Which of the following is the most likely diagnosis?
A. Acute viral bronchiolitis
B. Foreign body aspiration
C. Non-accidental trauma
D. Decompensated heart failure
Answer: D. Decompensated heart failure
The most likely diagnosis in this patient is decompensated heart failure. The heart looks greatly enlarged on the chest X-ray, which is suggestive of cardiomyopathy. The presence of a gallop indicates a volume overloaded state, and the lack of fever and upper respiratory symptoms point away from a viral process. Additionally, the patient’s clinical condition worsened after initial administration of IV fluids. The slow capillary refill is due to poor perfusion from decreased cardiac output rather than volume depletion. As for the remaining options, this patient is outside of the typical age range for foreign body ingestion. Non-accidental trauma is not an etiology of cardiomyopathy but could certainly be concurrently present for any child admitted to the hospital.
The patient did not appear to have any beat-to-beat variation on his telemetry strip. His EKG was abnormal (limited quality, shown below), which indicated a possible supraventricular arrhythmia and a possible tachycardia-induced cardiomyopathy. The electrophysiologist contacted the primary team during their initial evaluation of the patient and expressed concern for permanent junctional reciprocating tachycardia (PJRT), based on the EKG. Due to concern for impending cardiogenic shock, the patient was transferred to the Pediatric Intensive Care Unit shortly after arrival to the inpatient ward. An echocardiogram showed severe global hypokinesis of the left ventricle (ejection fraction 18%), severe mitral regurgitation, severely dilated left atrium, mildly decreased right ventricular function, and an elevated right ventricular pressure. Shortly thereafter he sustained a bradycardic arrest and required extracorporeal CPR (eCPR). He was kept on venoarterial extracorporeal membrane oxygenation (VA ECMO). An atrial septostomy with left atrial drain placement was performed due to left ventricular distension. He subsequently underwent ablation of a right posteroseptal accessory pathway with electrophysiology which was successful and restored sinus rhythm with a rate in the 110s. He was discharged after a prolonged hospital course. His cardiac function ultimately normalized, and has continued to do well without recurrence of the arrhythmia or heart failure.
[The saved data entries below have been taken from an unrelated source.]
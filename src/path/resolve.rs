use std::path::{Component, Path, PathBuf};

/// Turn a Singleton argument into an absolute path.
///
/// The word is taken as written: quotes were consumed by the tokenizer, so
/// any that remain are part of the name.
/// `~` and `~/rest` expand against `home`; other relative paths are joined
/// onto `cwd`. The result is lexically normalised (`.` dropped, `..` pops one
/// component and stops at the root), so `..` in `/` is `/`. Never touches the
/// filesystem and is idempotent.
pub fn resolve(raw: &str, cwd: &Path, home: &Path) -> PathBuf {
    let expanded = shellexpand::tilde_with_context(raw, || Some(home.to_string_lossy()));
    let path = Path::new(expanded.as_ref());
    if path.is_absolute() {
        normalize(path)
    } else {
        normalize(&cwd.join(path))
    }
}

/// Lexically collapse `.` and `..` components.
pub fn normalize(path: &Path) -> PathBuf {
    let mut out = PathBuf::new();
    for component in path.components() {
        match component {
            Component::CurDir => {}
            Component::ParentDir => {
                if matches!(out.components().next_back(), Some(Component::Normal(_))) {
                    out.pop();
                }
            }
            other => out.push(other.as_os_str()),
        }
    }
    out
}
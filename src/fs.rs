//! Filesystem port: the raw primitives the command set runs against.

use std::io;
use std::path::Path;

/// What a path currently denotes on disk.
#[derive(Debug, Clone, Copy, PartialEq, Eq)]
pub enum EntryKind {
    File,
    Dir,
    Missing,
}

/// How [`FileSystem::write`] treats existing content.
#[derive(Debug, Clone, Copy, PartialEq, Eq)]
pub enum WriteMode {
    Truncate,
    Append,
}

/// Operating-system file API used by path expansion and every command.
///
/// Paths handed to these methods are always absolute.
pub trait FileSystem {
    fn stat(&self, path: &Path) -> EntryKind;

    /// Child names of a directory, in listing order.
    fn list_dir(&self, path: &Path) -> io::Result<Vec<String>>;

    /// Copy a regular file, overwriting `to` if it exists.
    fn copy_file(&self, from: &Path, to: &Path) -> io::Result<()>;

    fn remove_file(&self, path: &Path) -> io::Result<()>;

    /// Remove an empty directory.
    fn remove_dir(&self, path: &Path) -> io::Result<()>;

    /// Remove a directory and everything below it.
    fn remove_dir_all(&self, path: &Path) -> io::Result<()>;

    /// Create a directory and any missing parents.
    fn create_dir(&self, path: &Path) -> io::Result<()>;

    fn read_lines(&self, path: &Path) -> io::Result<Vec<String>>;

    fn read_to_string(&self, path: &Path) -> io::Result<String>;

    fn write(&self, path: &Path, contents: &str, mode: WriteMode) -> io::Result<()>;
}

/// [`FileSystem`] backed by `std::fs`.
///
/// `list_dir` sorts names by byte order so that wildcard expansion and `ls`
/// are deterministic across platforms.
#[derive(Debug, Default, Clone, Copy)]
pub struct OsFileSystem;

impl FileSystem for OsFileSystem {
    fn stat(&self, path: &Path) -> EntryKind {
        match std::fs::metadata(path) {
            Ok(meta) if meta.is_dir() => EntryKind::Dir,
            Ok(_) => EntryKind::File,
            Err(_) => EntryKind::Missing,
        }
    }

    fn list_dir(&self, path: &Path) -> io::Result<Vec<String>> {
        let mut names = Vec::new();
        for entry in std::fs::read_dir(path)? {
            let entry = entry?;
            names.push(entry.file_name().to_string_lossy().into_owned());
        }
        names.sort();
        Ok(names)
    }

    fn copy_file(&self, from: &Path, to: &Path) -> io::Result<()> {
        std::fs::copy(from, to).map(|_| ())
    }

    fn remove_file(&self, path: &Path) -> io::Result<()> {
        std::fs::remove_file(path)
    }

    fn remove_dir(&self, path: &Path) -> io::Result<()> {
        std::fs::remove_dir(path)
    }

    fn remove_dir_all(&self, path: &Path) -> io::Result<()> {
        std::fs::remove_dir_all(path)
    }

    fn create_dir(&self, path: &Path) -> io::Result<()> {
        std::fs::create_dir_all(path)
    }

    fn read_lines(&self, path: &Path) -> io::Result<Vec<String>> {
        Ok(self.read_to_string(path)?.lines().map(String::from).collect())
    }

    fn read_to_string(&self, path: &Path) -> io::Result<String> {
        std::fs::read_to_string(path)
    }

    fn write(&self, path: &Path, contents: &str, mode: WriteMode) -> io::Result<()> {
        use std::io::Write;

        let mut file = std::fs::OpenOptions::new()
            .create(true)
            .write(true)
            .append(mode == WriteMode::Append)
            .truncate(mode == WriteMode::Truncate)
            .open(path)?;
        file.write_all(contents.as_bytes())
    }
}
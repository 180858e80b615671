//! Error taxonomy shared by the parser, the binder and the command set.

use thiserror::Error;

/// Result alias used across the crate.
pub type Result<T> = std::result::Result<T, ShellError>;

/// Everything that can abort a pipeline.
///
/// [`ShellError::Halt`] is not a failure: it is the user asking the read loop
/// to stop, and callers check for it with [`ShellError::is_halt`].
#[derive(Debug, Error)]
pub enum ShellError {
    /// Malformed line: empty input, bad redirection placement, unmatched quote.
    #[error("syntax error: {0}")]
    Syntax(String),

    /// Arity or path-contract violation, or an unsupported command name.
    #[error("{0}")]
    Argument(String),

    /// Classification or wildcard expansion failure.
    #[error(transparent)]
    Path(#[from] PathError),

    /// The underlying filesystem operation failed.
    #[error("{0}")]
    Execution(String),

    /// Explicit user exit request.
    #[error("halt requested")]
    Halt,
}

impl ShellError {
    pub fn syntax(msg: impl Into<String>) -> Self {
        ShellError::Syntax(msg.into())
    }

    pub fn argument(msg: impl Into<String>) -> Self {
        ShellError::Argument(msg.into())
    }

    pub fn execution(msg: impl Into<String>) -> Self {
        ShellError::Execution(msg.into())
    }

    /// True for the exit request, false for every genuine failure.
    pub fn is_halt(&self) -> bool {
        matches!(self, ShellError::Halt)
    }

    /// Short label used in log records.
    pub fn kind(&self) -> &'static str {
        match self {
            ShellError::Syntax(_) => "syntax",
            ShellError::Argument(_) => "argument",
            ShellError::Path(_) => "path",
            ShellError::Execution(_) => "execution",
            ShellError::Halt => "halt",
        }
    }
}

#[derive(Debug, Error, PartialEq, Eq)]
pub enum PathError {
    /// The argument is neither a concrete path nor a supported wildcard.
    #[error("{0} is not a valid path")]
    Invalid(String),

    /// The wildcard's directory could not be listed or nothing matched.
    #[error("{0}: no such file or directory")]
    NoMatch(String),
}

/// Render a user-supplied word for an error message, quoting it when it
/// contains whitespace or shell metacharacters.
pub fn display_arg(raw: &str) -> String {
    match shlex::try_quote(raw) {
        Ok(quoted) => quoted.into_owned(),
        Err(_) => raw.to_string(),
    }
}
This case is an excellent example of potential cognitive biases. Mental shortcuts can improve the efficiency of our clinical decision making. However, they can also be a source of significant diagnostic error. A child 3 months of age with difficulty breathing can easily prompt us to anchor on a diagnosis of bronchiolitis (especially if presenting during the winter, with its high base rate of the disease). When obtaining radiographic imaging, we expect to find a viral-appearing chest X-ray and may ignore evidence that does not fit, such as the cardiomegaly (confirmation bias). When we accept the presented information at face value without question, subsequent physicians run the risk of maintaining diagnostic momentum, where the diagnosed condition becomes established without consideration of supporting or contradictory evidence. Further, we are susceptible to the possibility of “vertical line failure,” where clinicians consider only presentations within their own “silo” and become inflexible when considering diagnoses external to their usual professional range. These and many other cognitive biases can affect our diagnoses. Awareness of the possibilities for these kinds of biases can help us avoid cognitive errors when evaluating patients.